Collected data:
━━━━━━━━━━

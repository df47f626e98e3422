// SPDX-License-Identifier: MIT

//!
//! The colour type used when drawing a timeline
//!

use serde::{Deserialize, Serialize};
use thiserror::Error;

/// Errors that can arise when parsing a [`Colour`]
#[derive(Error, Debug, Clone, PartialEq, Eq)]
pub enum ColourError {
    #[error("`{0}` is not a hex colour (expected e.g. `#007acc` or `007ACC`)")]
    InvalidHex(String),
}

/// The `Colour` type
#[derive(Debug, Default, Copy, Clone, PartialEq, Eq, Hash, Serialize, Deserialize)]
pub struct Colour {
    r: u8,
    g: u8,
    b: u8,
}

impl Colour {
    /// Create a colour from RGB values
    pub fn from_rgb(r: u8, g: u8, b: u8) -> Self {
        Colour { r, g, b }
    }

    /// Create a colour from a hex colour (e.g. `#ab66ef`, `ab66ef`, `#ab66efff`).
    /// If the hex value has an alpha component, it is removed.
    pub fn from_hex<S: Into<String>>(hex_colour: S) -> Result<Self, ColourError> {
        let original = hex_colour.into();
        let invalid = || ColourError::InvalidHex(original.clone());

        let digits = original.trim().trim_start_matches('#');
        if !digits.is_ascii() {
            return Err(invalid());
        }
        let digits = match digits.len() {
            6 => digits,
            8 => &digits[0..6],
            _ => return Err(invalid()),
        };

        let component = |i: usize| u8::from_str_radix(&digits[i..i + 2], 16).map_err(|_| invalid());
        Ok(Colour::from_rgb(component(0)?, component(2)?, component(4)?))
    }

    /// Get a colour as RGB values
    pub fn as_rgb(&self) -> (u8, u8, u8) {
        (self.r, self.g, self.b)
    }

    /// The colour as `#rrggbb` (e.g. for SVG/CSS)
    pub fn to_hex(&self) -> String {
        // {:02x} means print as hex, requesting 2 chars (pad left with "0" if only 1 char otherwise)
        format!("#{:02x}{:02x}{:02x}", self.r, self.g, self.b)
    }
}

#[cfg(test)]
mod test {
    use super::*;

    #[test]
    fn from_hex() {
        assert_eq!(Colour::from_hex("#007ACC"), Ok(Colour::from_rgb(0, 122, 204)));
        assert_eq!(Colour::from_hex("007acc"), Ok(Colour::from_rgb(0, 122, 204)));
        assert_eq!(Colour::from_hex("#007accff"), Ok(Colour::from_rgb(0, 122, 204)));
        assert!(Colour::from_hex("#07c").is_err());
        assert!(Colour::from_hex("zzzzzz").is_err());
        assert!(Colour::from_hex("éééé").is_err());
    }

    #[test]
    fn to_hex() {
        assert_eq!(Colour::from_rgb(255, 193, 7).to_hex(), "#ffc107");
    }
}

━━━━━━━━━━

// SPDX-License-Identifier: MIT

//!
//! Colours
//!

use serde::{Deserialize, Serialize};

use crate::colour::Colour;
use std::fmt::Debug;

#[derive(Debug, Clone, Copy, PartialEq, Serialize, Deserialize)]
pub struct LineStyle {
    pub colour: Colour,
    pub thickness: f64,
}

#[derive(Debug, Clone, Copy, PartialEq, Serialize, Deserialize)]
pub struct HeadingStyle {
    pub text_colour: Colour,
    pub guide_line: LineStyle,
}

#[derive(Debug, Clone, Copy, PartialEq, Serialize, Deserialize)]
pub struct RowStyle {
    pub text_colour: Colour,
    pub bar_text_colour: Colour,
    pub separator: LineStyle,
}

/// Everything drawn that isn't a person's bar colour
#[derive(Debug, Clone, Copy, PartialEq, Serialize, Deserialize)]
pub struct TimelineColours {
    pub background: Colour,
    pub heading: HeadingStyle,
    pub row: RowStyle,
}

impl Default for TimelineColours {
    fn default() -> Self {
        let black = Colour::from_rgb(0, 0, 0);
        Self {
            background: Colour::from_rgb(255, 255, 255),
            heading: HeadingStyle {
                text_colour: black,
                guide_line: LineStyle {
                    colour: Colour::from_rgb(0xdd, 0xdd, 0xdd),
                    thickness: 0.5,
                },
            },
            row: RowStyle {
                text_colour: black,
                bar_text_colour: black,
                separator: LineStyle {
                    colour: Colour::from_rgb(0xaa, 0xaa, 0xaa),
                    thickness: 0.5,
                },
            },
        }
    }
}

━━━━━━━━━━

Both end lines included, restate word for word the lines above from the line with "repository df47f626e98e3422" to the line with "from RGB values", and nothing else.

*Exercise solution:*
repository df47f626e98e3422
// SPDX-License-Identifier: MIT

//!
//! The colour type used when drawing a timeline
//!

use serde::{Deserialize, Serialize};
use thiserror::Error;

/// Errors that can arise when parsing a [`Colour`]
#[derive(Error, Debug, Clone, PartialEq, Eq)]
pub enum ColourError {
    #[error("`{0}` is not a hex colour (expected e.g. `#007acc` or `007ACC`)")]
    InvalidHex(String),
}

/// The `Colour` type
#[derive(Debug, Default, Copy, Clone, PartialEq, Eq, Hash, Serialize, Deserialize)]
pub struct Colour {
    r: u8,
    g: u8,
    b: u8,
}

impl Colour {
    /// Create a colour from RGB values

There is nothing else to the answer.